Correspondence to: Suk-Kyun Hong, M.D., Ph.D., Division of Acute Care Surgey, Department of Surgery, Asan Medical Center, University of Ulsan College of Medicine, 88 Olympic-ro 43-gil, Songpa-gu, Seoul 05505, Korea, Tel: +82-2-3010-6700, Fax: +82-2-3010-6701, E-mail: skhong94@amc.seoul.kr
• Received: March 23, 2018   • Revised: June 18, 2018   • Accepted: July 6, 2018

Copyright © 2018 The Korean Society of Trauma

This is an Open Access article distributed under the terms of the Creative Commons Attribution Non-Commercial License (http://creativecommons.org/licenses/by-nc/4.0/) which permits unrestricted noncommercial use, distribution, and reproduction in any medium, provided the original work is properly cited.

  • Purpose
    Patients with diffuse axonal injury experience various disabilities and have a high cost of treatment. Recent researches have revealed the underlying mechanism and pathogenesis of diffuse axonal injury. This study aimed to investigate the correlation between the radiological grading of diffuse axonal injury and the clinical outcomes of patients.
  • Methods
    From January 2011 to December 2016, among 294 patients with traumatic brain injury, 44 patients underwent magnetic resonance imaging (MRI). A total of 18 patients were enrolled in this study except for other cerebral injuries, such as cerebral hemorrhage or hypoxic brain damage. Demographic data, clinical data, and radiological findings were retrospectively reviewed. The grading of diffuse axonal injury was analyzed based on patient’s MRI findings.
  • Results
    For the most severe diffuse axonal injury patients, prolonged intensive care unit (ICU) stay (p=0.035), hospital stay (p=0.012), and prolonged mechanical ventilation (p=0.030) were observed. However, there was no significant difference in healthcare-associated infection rates between MRI grading (p=0.123). Massive transfusion, initial hemoglobin and lactate levels, and MRI gradings were found to be highly significant in predicting the duration of unconsciousness.
  • Conclusions
    This study showed that patients with high grade diffuse axonal injury have prolonged ICU stays and significantly longer hospital stays. Deteriorated mental patients with high energy injuries should be evaluated to identify diffuse axonal injuries by using an appropriate imaging tool, such as MRI. It will be important to predict the duration of consciousness recovery using MRI scans.
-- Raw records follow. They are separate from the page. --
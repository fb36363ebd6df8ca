//! Error handling for the bookmart HTTP layer.
//!
//! Every handler is a boundary: store and validation failures are
//! translated here and nothing propagates as an unhandled fault.

use axum::{
    http::StatusCode,
    response::{IntoResponse, Response},
    Json,
};
use serde_json::json;
use thiserror::Error;
use time::OffsetDateTime;
use uuid::Uuid;

use bookmart_store::StoreError;

/// Application error types that map to HTTP responses.
#[derive(Error, Debug)]
pub enum AppError {
    /// Malformed identifier, quantity below 1, missing or out-of-range
    /// field. Carries per-field details.
    #[error("validation error: {message}")]
    Validation {
        details: Vec<serde_json::Value>,
        code: String,
        message: String,
    },

    /// Uniqueness violation (duplicate ISBN). Kept distinct from
    /// `Validation` for its specific message, but served as 400 like the
    /// rest of the client errors.
    #[error("conflict: {message}")]
    Conflict { message: String, code: String },

    /// Also covers records owned by another session, so existence is not
    /// leaked through the status code.
    #[error("not found: {message}")]
    NotFound { message: String, code: String },

    #[error("unauthorized: {message}")]
    Unauthorized { message: String, code: String },

    /// Missing or unusable request parameter.
    #[error("bad request: {message}")]
    BadRequest { message: String, code: String },

    #[error(transparent)]
    Internal(#[from] anyhow::Error),
}

impl AppError {
    /// Create a validation error
    pub fn validation(details: Vec<serde_json::Value>, message: impl Into<String>) -> Self {
        Self::Validation {
            details,
            code: "validation_error".to_string(),
            message: message.into(),
        }
    }

    /// Create a conflict error
    pub fn conflict(message: impl Into<String>) -> Self {
        Self::Conflict {
            message: message.into(),
            code: "conflict".to_string(),
        }
    }

    /// Create a not found error
    pub fn not_found(message: impl Into<String>) -> Self {
        Self::NotFound {
            message: message.into(),
            code: "not_found".to_string(),
        }
    }

    /// Create an unauthorized error
    pub fn unauthorized(message: impl Into<String>) -> Self {
        Self::Unauthorized {
            message: message.into(),
            code: "unauthorized".to_string(),
        }
    }

    /// Create a bad request error
    pub fn bad_request(message: impl Into<String>) -> Self {
        Self::BadRequest {
            message: message.into(),
            code: "bad_request".to_string(),
        }
    }
}

/// Reject identifiers that are not syntactically valid record ids
/// before any store round-trip.
pub fn validate_record_id(id: &str, message: &str) -> Result<(), AppError> {
    if uuid::Uuid::parse_str(id).is_err() {
        return Err(AppError::validation(
            vec![json!({"field": "id", "error": "malformed identifier"})],
            message,
        ));
    }
    Ok(())
}

impl From<StoreError> for AppError {
    fn from(err: StoreError) -> Self {
        match err {
            // "isbn must be unique"
            StoreError::UniqueViolation { .. } => AppError::conflict(err.to_string()),
            StoreError::Backend(message) => AppError::Internal(anyhow::anyhow!(message)),
        }
    }
}

impl IntoResponse for AppError {
    fn into_response(self) -> Response {
        let error_id = Uuid::new_v4();
        let timestamp = OffsetDateTime::now_utc().to_string();

        let (status, error_code, message, details) = match self {
            AppError::Validation {
                details,
                code,
                message,
            } => (StatusCode::BAD_REQUEST, code, message, Some(details)),
            AppError::Conflict { message, code } => {
                (StatusCode::BAD_REQUEST, code, message, None)
            }
            AppError::NotFound { message, code } => (StatusCode::NOT_FOUND, code, message, None),
            AppError::Unauthorized { message, code } => {
                (StatusCode::UNAUTHORIZED, code, message, None)
            }
            AppError::BadRequest { message, code } => {
                (StatusCode::BAD_REQUEST, code, message, None)
            }
            AppError::Internal(e) => {
                tracing::error!(error_id = %error_id, error = %e, "internal error");
                (
                    StatusCode::INTERNAL_SERVER_ERROR,
                    "internal_error".to_string(),
                    // Driver details stay in the server logs.
                    "An internal server error occurred".to_string(),
                    None,
                )
            }
        };

        tracing::error!(
            error_id = %error_id,
            error_code = %error_code,
            status_code = %status.as_u16(),
            "Request error"
        );

        let error_response = json!({
            "success": false,
            "error": message,
            "code": error_code,
            "details": details.unwrap_or_default(),
            "trace_id": error_id.to_string(),
            "timestamp": timestamp
        });

        (status, Json(error_response)).into_response()
    }
}

#[cfg(test)]
mod tests {
    use super::*;
    use axum::http::StatusCode;

    #[test]
    fn test_validation_error() {
        let details = vec![serde_json::json!({"field": "isbn", "error": "required"})];
        let error = AppError::validation(details.clone(), "Validation failed");

        match error {
            AppError::Validation {
                details: d,
                code,
                message,
            } => {
                assert_eq!(d, details);
                assert_eq!(code, "validation_error");
                assert_eq!(message, "Validation failed");
            }
            _ => panic!("Expected Validation error"),
        }
    }

    #[tokio::test]
    async fn test_client_errors_map_to_400() {
        let error = AppError::validation(vec![], "quantity must be at least 1");
        assert_eq!(error.into_response().status(), StatusCode::BAD_REQUEST);

        let error = AppError::bad_request("Missing book id");
        assert_eq!(error.into_response().status(), StatusCode::BAD_REQUEST);

        // Duplicate ISBN is served as 400 with its specific message.
        let error = AppError::conflict("isbn must be unique");
        assert_eq!(error.into_response().status(), StatusCode::BAD_REQUEST);
    }

    #[test]
    fn test_not_found_mapping() {
        let error = AppError::not_found("Book not found");
        let response = error.into_response();
        assert_eq!(response.status(), StatusCode::NOT_FOUND);
    }

    #[tokio::test]
    async fn test_store_unique_violation_keeps_its_message() {
        let error: AppError = StoreError::UniqueViolation {
            collection: "books",
            field: "isbn",
        }
        .into();
        let response = error.into_response();
        assert_eq!(response.status(), StatusCode::BAD_REQUEST);

        let bytes = axum::body::to_bytes(response.into_body(), usize::MAX)
            .await
            .unwrap();
        let body: serde_json::Value = serde_json::from_slice(&bytes).unwrap();
        assert_eq!(body["success"], false);
        assert!(body["error"].as_str().unwrap().contains("unique"));
    }

    #[tokio::test]
    async fn test_internal_error_hides_details() {
        let internal_error = anyhow::anyhow!("connection refused (os error 111)");
        let error = AppError::Internal(internal_error);
        let response = error.into_response();
        assert_eq!(response.status(), StatusCode::INTERNAL_SERVER_ERROR);

        let bytes = axum::body::to_bytes(response.into_body(), usize::MAX)
            .await
            .unwrap();
        let body: serde_json::Value = serde_json::from_slice(&bytes).unwrap();
        assert_eq!(body["error"], "An internal server error occurred");
        assert!(body["trace_id"].as_str().is_some());
    }
}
Diffuse axonal injury (DAI) causes severe disability and mortality following closed head trauma, especially after traffic accidents. DAI is caused by widespread damage to axons following a closed head injury. It was first defined by Strich [1] and the structure and course of DAI were reviewed by Adams et al. [2]. Many studies have been carried out on the pathogenesis and biomechanics of DAI [3,4]. Axonal damage was produced by mechanical forces that sheared the fibers at the moment of impact [5]. Notably, diffuse damage can be caused by the angular or rotational acceleration-deceleration forces that occur in traffic accidents [6,7]. Many DAI patients experience a prolonged coma and various sequelae, such as hospital-acquired infection. Therefore, it is important to use magnetic resonance imaging (MRI) for patients who do not recover consciousness in absence of focal lesions in the brain. Some studies suggest that the degree of injury based on MRI findings is related to the time taken to recover consciousness [8,9]. As the duration of coma is often longer in DAI patients, more complications related DAI will arise. This study aimed to investigate the correlation between the severity of DAI based on MRI grading and clinical outcomes, such as time to recover consciousness, the duration of intensive care unit (ICU), and hospital stays, and complication rates.
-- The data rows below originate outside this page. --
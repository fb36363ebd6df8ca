//! Store-level failures, translated to HTTP errors at the handler
//! boundary.

use thiserror::Error;

#[derive(Error, Debug)]
pub enum StoreError {
    /// A uniqueness index rejected a write (`books.isbn` or
    /// `carts.(sessionId, bookId)`).
    #[error("{field} must be unique")]
    UniqueViolation {
        collection: &'static str,
        field: &'static str,
    },

    /// The backend failed the round-trip. The message is for server-side
    /// logs; callers surface a generic error to clients.
    #[error("store backend failure: {0}")]
    Backend(String),
}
A total of 294 patients were diagnosed with traumatic brain injury from January 2011 to December 2016. Among these patients, 44 patients underwent MRI because of their clinical presentation. We excluded those patients with other diagnoses, such as hypoxic brain damage or other dominant cerebral hemorrhage. Additionally, patients who had undergone a cranial operation during the admission period were excluded. Ultimately, 18 patients with “pure DAI” were enrolled (Fig. 1). All medical records and radiographic findings were reviewed retrospectively.
Based on MRI imaging, patients with pure DAI were divided into three grades according to the Adams anatomical grading system [2,9]. The main imaging features of DAI is punctuated microhemorrhage. As shown in the Fig. 2, grade I is the case where the bleeding is limited within cerebral cortex. Grade II is a case of bleeding to corpus callosum. Grade III is the case of bleeding extended to the midbrain (Fig. 2). Demographic data and clinical information were collected from electrical medical records. One radiologist reviewed all the radiologic findings. The MRI sequence used for the grading was mainly diffusion-weighted sequence (9 cases), T2-fluid attenuated inversion recovery (FLAIR) (7 cases) and T2 gradient echo imaging (2 cases). The initial lab finding (hemoglobin and lactate) and Glasgow coma scale (GCS) were measured at the time of arrival at the emergency room. Notably, the time required to recover consciousness was defined as the period until simple orders could be obeyed while the patient’s eyes were open.
We used the nonparametric Kruskal-Wallis test for continuous variables, because of the skewed data distribution. Bonferroni correction was used for post-hoc analysis. Additionally, we used the chi-square and Fisher exact tests to compare proportions of application of tracheostomy and complication rates. A linear backwards regression analysis was performed to predict the duration of coma based on clinical variables that were considered to be prognostic factors. Statistical analyses were conducted with R program (R program version 3.3.2, R Foundation for Statistical Computing, Vienna, Austria).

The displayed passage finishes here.